The “staycation plan” is also a green plan: by staying home Americans reduce their use of fossil fuels, thereby reducing greenhouse gas emissions. To further reduce their negative impact upon the ecosphere, Americans can also take the opportunity to plant a “staycation garden” while enjoying the holiday weekend.

Building strong families is another positive aspect of staycations. Rather than visit an amusement park, the beach, or a campground–where family members often split up in order to pursue their own individual interests–the staycation gives families the opportunity to spend quality time together in the comfort of their own homes.

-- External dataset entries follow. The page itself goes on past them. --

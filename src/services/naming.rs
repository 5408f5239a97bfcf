//! Storage-key derivation for uploaded files.

use uuid::Uuid;

/// Upper bound on the sanitized filename embedded in a storage key.
pub const MAX_FILENAME_LEN: usize = 120;

const KEY_PREFIX: &str = "videos";
const FALLBACK_STEM: &str = "video";

/// Reduce a client-supplied filename to a safe, bounded ASCII name.
///
/// Only the last path component survives, whitespace runs become `_`,
/// anything outside `[A-Za-z0-9._-]` is dropped and runs of `.` collapse to
/// one. When truncating, the extension is preserved.
pub fn sanitize_filename(filename: &str) -> String {
    let last = filename
        .rsplit(|c| c == '/' || c == '\\')
        .next()
        .unwrap_or_default();

    let joined = last.split_whitespace().collect::<Vec<_>>().join("_");
    let mut cleaned = String::with_capacity(joined.len());
    for c in joined
        .chars()
        .filter(|c| c.is_ascii_alphanumeric() || matches!(c, '.' | '_' | '-'))
    {
        if c == '.' && cleaned.ends_with('.') {
            continue;
        }
        cleaned.push(c);
    }

    let (stem, ext) = match cleaned.rsplit_once('.') {
        Some((stem, ext)) if !ext.is_empty() => (stem, Some(ext)),
        _ => (cleaned.as_str(), None),
    };
    let stem = stem.trim_matches(|c| c == '.' || c == '_');
    let stem = if stem.is_empty() { FALLBACK_STEM } else { stem };

    match ext {
        Some(ext) => {
            let ext = truncate(ext, MAX_FILENAME_LEN / 2);
            let budget = MAX_FILENAME_LEN - ext.len() - 1;
            format!("{}.{}", truncate(stem, budget), ext)
        }
        None => truncate(stem, MAX_FILENAME_LEN).to_string(),
    }
}

/// `videos/{uuid}_{sanitized filename}`; never reused across uploads.
pub fn storage_key(filename: &str) -> String {
    format!("{}/{}_{}", KEY_PREFIX, Uuid::new_v4(), sanitize_filename(filename))
}

/// Input is ASCII after sanitizing, so byte slicing is safe.
fn truncate(s: &str, max: usize) -> &str {
    if s.len() > max { &s[..max] } else { s }
}
pub mod local_storage;
pub mod naming;
pub mod object_storage;
pub mod s3_storage;
pub mod video_repository;
pub mod video_service;
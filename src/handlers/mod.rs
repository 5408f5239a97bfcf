pub mod health_handlers;
pub mod video_handlers;
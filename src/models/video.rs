//! Represents an uploaded video and the projections returned by the API.

use super::{format::VideoFormat, video_id::VideoId};
use chrono::{DateTime, Utc};
use serde::Serialize;
use serde_json::{Map, Value};
use sqlx::FromRow;

const BYTES_PER_MB: f64 = 1024.0 * 1024.0;

/// A persisted video: descriptive metadata plus the location of its binary.
///
/// The binary itself lives in the object store under `storage_key`; this
/// record only references it.
#[derive(Serialize, Clone, Debug, PartialEq)]
pub struct VideoRecord {
    /// Identifier assigned by the repository on insert.
    #[serde(rename = "_id")]
    pub id: VideoId,

    /// Caller-supplied display name.
    #[serde(rename = "nombreVideo")]
    pub display_name: String,

    /// Key of the binary in the object store (`videos/{uuid}_{filename}`).
    #[serde(rename = "s3_key")]
    pub storage_key: String,

    /// Public URL derived from the storage key.
    pub url: String,

    /// Byte length of the uploaded content.
    #[serde(rename = "tamaño_bytes")]
    pub size_bytes: i64,

    #[serde(rename = "formato")]
    pub format: VideoFormat,

    /// Caller-supplied anomaly classification.
    #[serde(rename = "anomalia")]
    pub flagged: bool,

    /// Insert time (UTC).
    #[serde(rename = "fecha_subida")]
    pub uploaded_at: DateTime<Utc>,

    #[serde(rename = "procesado")]
    pub processed: bool,

    /// Additional fields attached through updates.
    #[serde(flatten)]
    pub extra: Map<String, Value>,
}

/// The listing projection of a [`VideoRecord`].
#[derive(Serialize, Clone, Debug, PartialEq, FromRow)]
pub struct VideoSummary {
    #[serde(rename = "_id")]
    pub id: VideoId,
    #[serde(rename = "nombreVideo")]
    pub display_name: String,
    pub url: String,
    #[serde(rename = "anomalia")]
    pub flagged: bool,
    #[serde(rename = "fecha_subida")]
    pub uploaded_at: DateTime<Utc>,
}

/// Everything the repository needs to create a record; the id is assigned on insert.
#[derive(Clone, Debug)]
pub struct NewVideo {
    pub display_name: String,
    pub storage_key: String,
    pub url: String,
    pub size_bytes: i64,
    pub format: VideoFormat,
    pub flagged: bool,
    pub uploaded_at: DateTime<Utc>,
    pub processed: bool,
}

/// Response body returned after a successful upload.
#[derive(Serialize, Clone, Debug)]
pub struct CreatedVideo {
    #[serde(rename = "_id")]
    pub id: VideoId,
    #[serde(rename = "nombreVideo")]
    pub display_name: String,
    pub url: String,
    /// Human-readable size, e.g. `"1.23 MB"`.
    #[serde(rename = "tamaño")]
    pub size: String,
    #[serde(rename = "formato")]
    pub format: VideoFormat,
    #[serde(rename = "anomalia")]
    pub flagged: bool,
    #[serde(rename = "fecha_subida")]
    pub uploaded_at: DateTime<Utc>,
}

impl CreatedVideo {
    pub fn new(id: VideoId, video: &NewVideo) -> Self {
        Self {
            id,
            display_name: video.display_name.clone(),
            url: video.url.clone(),
            size: human_size(video.size_bytes),
            format: video.format,
            flagged: video.flagged,
            uploaded_at: video.uploaded_at,
        }
    }
}

/// Megabytes rounded to two decimals, always showing at least one decimal digit.
pub fn human_size(size_bytes: i64) -> String {
    let megabytes = (size_bytes as f64 / BYTES_PER_MB * 100.0).round() / 100.0;
    if megabytes.fract() == 0.0 {
        format!("{:.1} MB", megabytes)
    } else {
        format!("{} MB", megabytes)
    }
}

#[cfg(test)]
mod tests {
    use super::*;

    #[test]
    fn human_size_rounds_to_two_decimals() {
        assert_eq!(human_size(10), "0.0 MB");
        assert_eq!(human_size(1024 * 1024), "1.0 MB");
        assert_eq!(human_size(1024 * 1024 * 3 / 2), "1.5 MB");
        assert_eq!(human_size(1_290_000), "1.23 MB");
    }

    #[test]
    fn record_serializes_with_api_field_names() {
        let mut extra = Map::new();
        extra.insert("camara".into(), Value::from("norte"));
        let record = VideoRecord {
            id: VideoId::parse("65f1c0ffee65f1c0ffee65f1").unwrap(),
            display_name: "lobby".into(),
            storage_key: "videos/k_lobby.mp4".into(),
            url: "https://b.s3.us-east-1.amazonaws.com/videos/k_lobby.mp4".into(),
            size_bytes: 42,
            format: VideoFormat::Mp4,
            flagged: true,
            uploaded_at: Utc::now(),
            processed: false,
            extra,
        };

        let json = serde_json::to_value(&record).unwrap();
        assert_eq!(json["_id"], "65f1c0ffee65f1c0ffee65f1");
        assert_eq!(json["nombreVideo"], "lobby");
        assert_eq!(json["s3_key"], "videos/k_lobby.mp4");
        assert_eq!(json["tamaño_bytes"], 42);
        assert_eq!(json["formato"], "mp4");
        assert_eq!(json["anomalia"], true);
        assert_eq!(json["procesado"], false);
        assert_eq!(json["camara"], "norte");
    }
}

This Labor Day weekend Americans face the threat of the H1N1 virus, and the elderly, children, and others who are most susceptible to the spread of communicable diseases must be protected. A staycation is the best way to prevent one’s family and loved ones from contracting a disease such as the H1N1 virus, by keeping them away from amusement parks, beaches, campgrounds, and other areas rife with disease.

There are those who might argue that the cost of this plan is too high, that in the end it will actually result in a net loss to the economy as the travel and tourism industries suffer a loss of revenue from people staying home. This is short-sighted thinking. To offset any potential losses of revenue to the aforementioned industries, I encourage all Americans to take advantage of the traditionally low Labor Day weekend prices and go on a brief Internet shopping spree from home. There is no better way to remember your family’s staycation than a sweater from L.L. Bean.

In closing, I would like to further address critics of the “staycation plan.” After introducing this plan to many motorists on a crowded San Diego freeway earlier this afternoon, I was surprised at how few of the people I shouted at as they drove by with their windows up embraced the plan. In fact, a majority of the people I shouted at ignored my plan at this time. However, I’m sure that upon further explanation–through webcasts, prime-time appearances, town hall meetings, and interviews in Us Weekly–all Americans will come to see the brilliance of my plan.

I thank you, and have a good day.”

Have a great Labor Day, everyone!  🙂

P.S. My wife’s one funny lady…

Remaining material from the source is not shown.